Exercise goal
Copy each line of the following data that contains "PathBuf".

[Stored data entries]

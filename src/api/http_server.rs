// Copyright (c) 2025 Fabstir
// SPDX-License-Identifier: BUSL-1.1
use axum::{
    extract::DefaultBodyLimit,
    routing::{get, post},
    Router,
};
use std::{net::SocketAddr, path::PathBuf, sync::Arc};
use tower_http::cors::{Any, CorsLayer};
use tower_http::trace::TraceLayer;

use super::handlers::{detect_handler, detect_video_handler, health_handler, models_handler};
use crate::config::VisionConfig;
use crate::vision::{FfmpegDecoder, FrameSampler, InferenceService, VideoInferencePipeline};

/// Largest accepted upload (videos included)
pub const MAX_UPLOAD_SIZE: usize = 100 * 1024 * 1024;

#[derive(Clone)]
pub struct AppState {
    pub service: Arc<InferenceService>,
    pub pipeline: Arc<VideoInferencePipeline>,
    /// Model used by the upload endpoints
    pub default_model: String,
    /// Where uploads are buffered; system temp dir when unset
    pub upload_dir: Option<PathBuf>,
}

impl AppState {
    pub fn new(
        service: Arc<InferenceService>,
        pipeline: Arc<VideoInferencePipeline>,
        default_model: impl Into<String>,
    ) -> Self {
        Self {
            service,
            pipeline,
            default_model: default_model.into(),
            upload_dir: None,
        }
    }

    pub fn with_upload_dir(mut self, upload_dir: impl Into<PathBuf>) -> Self {
        self.upload_dir = Some(upload_dir.into());
        self
    }

    /// Service, ffmpeg-backed pipeline and default model from configuration
    pub fn from_config(config: &VisionConfig) -> Self {
        let service = Arc::new(InferenceService::from_config(config));
        let decoder = Arc::new(FfmpegDecoder::new(
            config.ffmpeg_path.clone(),
            config.ffprobe_path.clone(),
        ));
        let pipeline = Arc::new(VideoInferencePipeline::new(
            FrameSampler::new(decoder),
            service.clone(),
        ));
        Self::new(service, pipeline, config.default_model_name.clone())
    }
}

pub fn create_router(state: AppState) -> Router {
    Router::new()
        // Health check
        .route("/health", get(health_handler))
        // Model handles
        .route("/v1/models", get(models_handler))
        // Image upload
        .route("/v1/detect", post(detect_handler))
        // Video upload
        .route("/v1/detect-video", post(detect_video_handler))
        .layer(DefaultBodyLimit::max(MAX_UPLOAD_SIZE))
        .layer(TraceLayer::new_for_http())
        .layer(
            CorsLayer::new()
                .allow_origin(Any)
                .allow_methods(Any)
                .allow_headers(Any),
        )
        .with_state(state)
}

pub async fn start_server(addr: &str, state: AppState) -> anyhow::Result<()> {
    let addr = addr.parse::<SocketAddr>()?;
    let app = create_router(state);
    let listener = tokio::net::TcpListener::bind(addr).await?;

    tracing::info!("API server listening on {}", addr);

    axum::serve(listener, app).await?;

    Ok(())
}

Reply
use std::{net::SocketAddr, path::PathBuf, sync::Arc};
    pub upload_dir: Option<PathBuf>,
    pub fn with_upload_dir(mut self, upload_dir: impl Into<PathBuf>) -> Self {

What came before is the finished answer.